4 Replies Latest reply on Oct 15, 2019 8:41 AM by Bill Hamill

    Tableau server behind AWS ELB with trusted authentication

    Bill Hamill

      We've setup our Tableau server on AWS behind a load balancer and it seems to work fine up to a point. Tableau links generally work, but trusted authentication does not (trusted authentication was working without the load balancer).


      I've followed the steps in Add a Load Balancer. But I'm confused how to configure gateway.trusted. I don't have an IP address for the AWS load balancer. I don't understand what is meant by "or computer name" and wonder how else I can identify my load balancer. I've tried both the domain name and the canonical name from the CNAME record for the load balancer. Nothing has worked.
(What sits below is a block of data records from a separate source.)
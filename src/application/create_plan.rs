use crate::domain::entities::plan::{PlanConfig, PlanState};
use crate::domain::error::DomainError;
use crate::domain::ports::plan_store::PlanStore;
use chrono::{DateTime, Utc};
use std::sync::Arc;

pub struct CreatePlanUseCase {
    store: Arc<dyn PlanStore>,
}

impl CreatePlanUseCase {
    pub fn new(store: Arc<dyn PlanStore>) -> Self {
        Self { store }
    }

    /// Validate the parameters and persist a fresh plan, replacing any
    /// existing one. Nothing is written when validation fails.
    pub async fn execute(
        &self,
        initial_capital: f64,
        target_capital: f64,
        duration_days: i64,
        start_date: DateTime<Utc>,
    ) -> Result<PlanState, DomainError> {
        let config = PlanConfig::new(initial_capital, target_capital, duration_days)?;
        let state = PlanState::new(config, start_date);

        self.store.put(&state.to_record()).await?;

        tracing::info!(
            plan_id = state.id(),
            initial_capital,
            target_capital,
            duration_days,
            daily_rate = state.config().daily_rate(),
            "plan created"
        );
        Ok(state)
    }
}
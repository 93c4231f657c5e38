use clap::{Parser, Subcommand};

#[derive(Parser)]
#[command(name = "bankroll", about = "Progressive capital-growth planner")]
pub struct Cli {
    #[command(subcommand)]
    pub command: Commands,
}

#[derive(Subcommand)]
pub enum Commands {
    /// Create a plan: grow INITIAL to TARGET over DAYS days
    Init {
        initial: f64,
        target: f64,
        #[arg(allow_negative_numbers = true)]
        days: i64,
        /// Replace an existing plan
        #[arg(long)]
        force: bool,
    },
    /// Record today's capital (absolute total)
    Record {
        /// Capital now held
        #[arg(
            required_unless_present = "delta",
            conflicts_with = "delta",
            allow_negative_numbers = true
        )]
        capital: Option<f64>,
        /// Record a signed change instead of the total (e.g. --delta=-250)
        #[arg(long, allow_negative_numbers = true)]
        delta: Option<f64>,
        /// Print the status report as JSON
        #[arg(long)]
        json: bool,
    },
    /// Show plan overview and today's adjusted goal
    Status {
        #[arg(long)]
        json: bool,
    },
    /// List recorded observations, most recent first
    History {
        #[arg(long)]
        json: bool,
    },
    /// Draw actual vs theoretical capital in the terminal
    Chart {
        #[arg(long, default_value = "60")]
        width: usize,
        #[arg(long, default_value = "16")]
        height: usize,
    },
    /// Export the actual and theoretical series with axis bounds as JSON
    Series,
    /// Delete the plan and its history
    Reset {
        /// Skip the confirmation prompt
        #[arg(long)]
        yes: bool,
    },
}
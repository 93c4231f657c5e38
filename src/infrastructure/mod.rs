pub mod memory;
pub mod render;
pub mod sqlite;
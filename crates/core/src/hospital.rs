//! The hospital controller.
//!
//! [`HospitalSystem`] owns the patient directory, the doctor directory and the ward, and is the
//! only place where records on both sides of a relationship are changed. Every operation checks
//! all of its failure conditions before it mutates anything, so a failed call leaves the system
//! exactly as it was.
//!
//! Two relationships are kept symmetric:
//!
//! - doctor ⇄ patient: a doctor lists a patient's health number iff the patient lists the
//!   doctor's name;
//! - patient ⇄ bed: a patient's bed label is `Some(b)` iff the ward records that patient in
//!   bed `b`.
//!
//! A broken symmetry is reported as a consistency error and never repaired in place.

use crate::config::WardConfig;
use crate::doctor::{Doctor, DoctorKind};
use crate::patient::Patient;
use crate::registry::Registry;
use crate::ward::Ward;
use crate::{BedLabel, HealthNumber, HospitalError, HospitalResult, NonEmptyText};

#[derive(Clone, Debug)]
pub struct HospitalSystem {
    pub(crate) patients: Registry<HealthNumber, Patient>,
    pub(crate) doctors: Registry<NonEmptyText, Doctor>,
    pub(crate) ward: Ward,
}

impl HospitalSystem {
    /// Creates an empty hospital around a ward laid out by `cfg`.
    pub fn new(cfg: &WardConfig) -> Self {
        tracing::info!(
            "ward {} opened with beds {} to {}",
            cfg.name(),
            cfg.first_bed(),
            cfg.last_bed()
        );
        Self {
            patients: Registry::new(),
            doctors: Registry::new(),
            ward: Ward::from_config(cfg),
        }
    }

    /// Registers a new patient with no bed and no doctors.
    ///
    /// # Errors
    ///
    /// - [`HospitalError::Validation`] if `name` is empty or whitespace.
    /// - [`HospitalError::DuplicatePatient`] if `health_number` is already registered; the
    ///   existing record is not modified.
    pub fn add_patient(
        &mut self,
        name: &str,
        health_number: HealthNumber,
    ) -> HospitalResult<&Patient> {
        let name = NonEmptyText::new(name)?;
        let patient: &Patient = self
            .patients
            .insert_if_absent(health_number, Patient::new(name, health_number))
            .map_err(|_| HospitalError::DuplicatePatient(health_number))?;
        tracing::info!("patient {} registered", health_number);
        Ok(patient)
    }

    /// Registers a new doctor, tagged as a surgeon when `is_surgeon` is set.
    ///
    /// # Errors
    ///
    /// - [`HospitalError::Validation`] if `name` is empty or whitespace.
    /// - [`HospitalError::DuplicateDoctor`] if a doctor with this name exists; the existing
    ///   record is not modified.
    pub fn add_doctor(&mut self, name: &str, is_surgeon: bool) -> HospitalResult<&Doctor> {
        let name = NonEmptyText::new(name)?;
        let doctor = Doctor::new(name.clone(), DoctorKind::from_is_surgeon(is_surgeon));
        let doctor: &Doctor = self
            .doctors
            .insert_if_absent(name.clone(), doctor)
            .map_err(|_| HospitalError::DuplicateDoctor(name))?;
        tracing::info!("{} {} registered", doctor.kind(), doctor.name());
        Ok(doctor)
    }

    pub fn patient(&self, health_number: HealthNumber) -> HospitalResult<&Patient> {
        self.patients
            .get(&health_number)
            .ok_or(HospitalError::PatientNotFound(health_number))
    }

    /// Looks up a doctor by name. Surrounding whitespace in `name` is ignored.
    pub fn doctor(&self, name: &str) -> HospitalResult<&Doctor> {
        let name = name.trim();
        self.doctors
            .get(name)
            .ok_or_else(|| HospitalError::DoctorNotFound(name.to_string()))
    }

    pub fn has_doctor(&self, name: &str) -> bool {
        self.doctors.contains(name.trim())
    }

    /// All patients in health number order.
    pub fn patients(&self) -> impl Iterator<Item = &Patient> {
        self.patients.values()
    }

    /// All doctors in name order.
    pub fn doctors(&self) -> impl Iterator<Item = &Doctor> {
        self.doctors.values()
    }

    pub fn ward(&self) -> &Ward {
        &self.ward
    }

    /// The patient occupying bed `label`, if any.
    pub fn occupant(&self, label: BedLabel) -> HospitalResult<Option<&Patient>> {
        self.ward
            .get_patient(label)?
            .map(|health_number| self.patient(health_number))
            .transpose()
    }

    /// Associates a doctor with a patient, updating both records together.
    ///
    /// Assigning a pair that is already associated succeeds without change.
    pub fn assign_doctor_to_patient(
        &mut self,
        health_number: HealthNumber,
        doctor_name: &str,
    ) -> HospitalResult<()> {
        let patient = self
            .patients
            .get_mut(&health_number)
            .ok_or(HospitalError::PatientNotFound(health_number))?;
        let doctor_name = doctor_name.trim();
        let doctor = self
            .doctors
            .get_mut(doctor_name)
            .ok_or_else(|| HospitalError::DoctorNotFound(doctor_name.to_string()))?;

        patient.doctors.insert(doctor.name().clone());
        doctor.patients.insert(health_number);
        tracing::info!("doctor {} assigned to patient {}", doctor_name, health_number);
        Ok(())
    }

    /// Labels of the currently empty beds, in ascending order.
    pub fn display_empty_beds(&self) -> Vec<BedLabel> {
        self.ward.available_beds()
    }

    /// Places a patient in an empty bed.
    ///
    /// # Errors
    ///
    /// Checked in this order:
    /// - [`HospitalError::PatientNotFound`]
    /// - [`HospitalError::AlreadyAssigned`] if the patient already has a bed
    /// - [`HospitalError::InvalidBed`] if `label` is outside the ward
    /// - [`HospitalError::BedOccupied`] if another patient holds the bed
    pub fn assign_bed(
        &mut self,
        health_number: HealthNumber,
        label: BedLabel,
    ) -> HospitalResult<()> {
        let patient = self
            .patients
            .get_mut(&health_number)
            .ok_or(HospitalError::PatientNotFound(health_number))?;
        if let Some(current) = patient.bed_label {
            return Err(HospitalError::AlreadyAssigned {
                health_number,
                label: current,
            });
        }

        self.ward.assign_patient_to_bed(health_number, label)?;
        patient.bed_label = Some(label);
        tracing::info!("patient {} assigned to bed {}", health_number, label);
        Ok(())
    }

    /// Releases a patient from their bed and returns the freed label.
    ///
    /// The patient record itself is kept.
    ///
    /// # Errors
    ///
    /// - [`HospitalError::PatientNotFound`]
    /// - [`HospitalError::NoBedAssigned`] if the patient has no bed
    /// - [`HospitalError::BedOccupantMismatch`] if the ward does not hold this patient in the bed
    ///   stored with the patient
    pub fn release_patient(&mut self, health_number: HealthNumber) -> HospitalResult<BedLabel> {
        let patient = self
            .patients
            .get_mut(&health_number)
            .ok_or(HospitalError::PatientNotFound(health_number))?;
        let label = patient
            .bed_label
            .ok_or(HospitalError::NoBedAssigned(health_number))?;

        let found = self.ward.get_patient(label).ok().flatten();
        if found != Some(health_number) {
            tracing::error!(
                "bed {} does not hold patient {} although the patient record says so",
                label,
                health_number
            );
            return Err(HospitalError::BedOccupantMismatch {
                health_number,
                label,
                found,
            });
        }

        self.ward.free_bed(label);
        patient.bed_label = None;
        tracing::info!("patient {} released from bed {}", health_number, label);
        Ok(label)
    }

    /// Dissolves the association between a doctor and a patient, updating both records together.
    ///
    /// # Errors
    ///
    /// - [`HospitalError::PatientNotFound`] / [`HospitalError::DoctorNotFound`]
    /// - [`HospitalError::NotAssociated`] if the doctor does not list the patient
    /// - [`HospitalError::AssociationAsymmetry`] if the doctor lists the patient but the patient
    ///   does not list the doctor
    pub fn drop_association(
        &mut self,
        health_number: HealthNumber,
        doctor_name: &str,
    ) -> HospitalResult<()> {
        let patient = self
            .patients
            .get_mut(&health_number)
            .ok_or(HospitalError::PatientNotFound(health_number))?;
        let doctor_name = doctor_name.trim();
        let doctor = self
            .doctors
            .get_mut(doctor_name)
            .ok_or_else(|| HospitalError::DoctorNotFound(doctor_name.to_string()))?;

        if !doctor.has_patient(health_number) {
            return Err(HospitalError::NotAssociated {
                health_number,
                doctor: doctor.name().clone(),
            });
        }
        if !patient.has_doctor(doctor_name) {
            tracing::error!(
                "doctor {} lists patient {} but the patient does not list the doctor",
                doctor_name,
                health_number
            );
            return Err(HospitalError::AssociationAsymmetry {
                health_number,
                doctor: doctor.name().clone(),
            });
        }

        patient.doctors.remove(doctor_name);
        doctor.patients.remove(&health_number);
        tracing::info!("doctor {} no longer cares for patient {}", doctor_name, health_number);
        Ok(())
    }
}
      As a test, I found an error message "ERROR ... TrustedTicketServiceImpl - Invalid request host: ..." in the vizqlserver logs and guessed the message identified the load balancer's current IP address. I used that IP address in gateway.trusted and then trusted authentication started working through the load balancer.


      So, how do I properly identify my load balancer in gateway.trusted without an IP address?


      I've read through Self-Deploy Tableau Server on AWS in a Distributed Environment where it suggests running the Tableau server on a subnet limited to 30 IP addresses and listing all the possible IP addresses in gateway.trusted, but this seems impractical. Our AWS architecture is already in place with several web servers, database servers and application servers already on a defined subnet.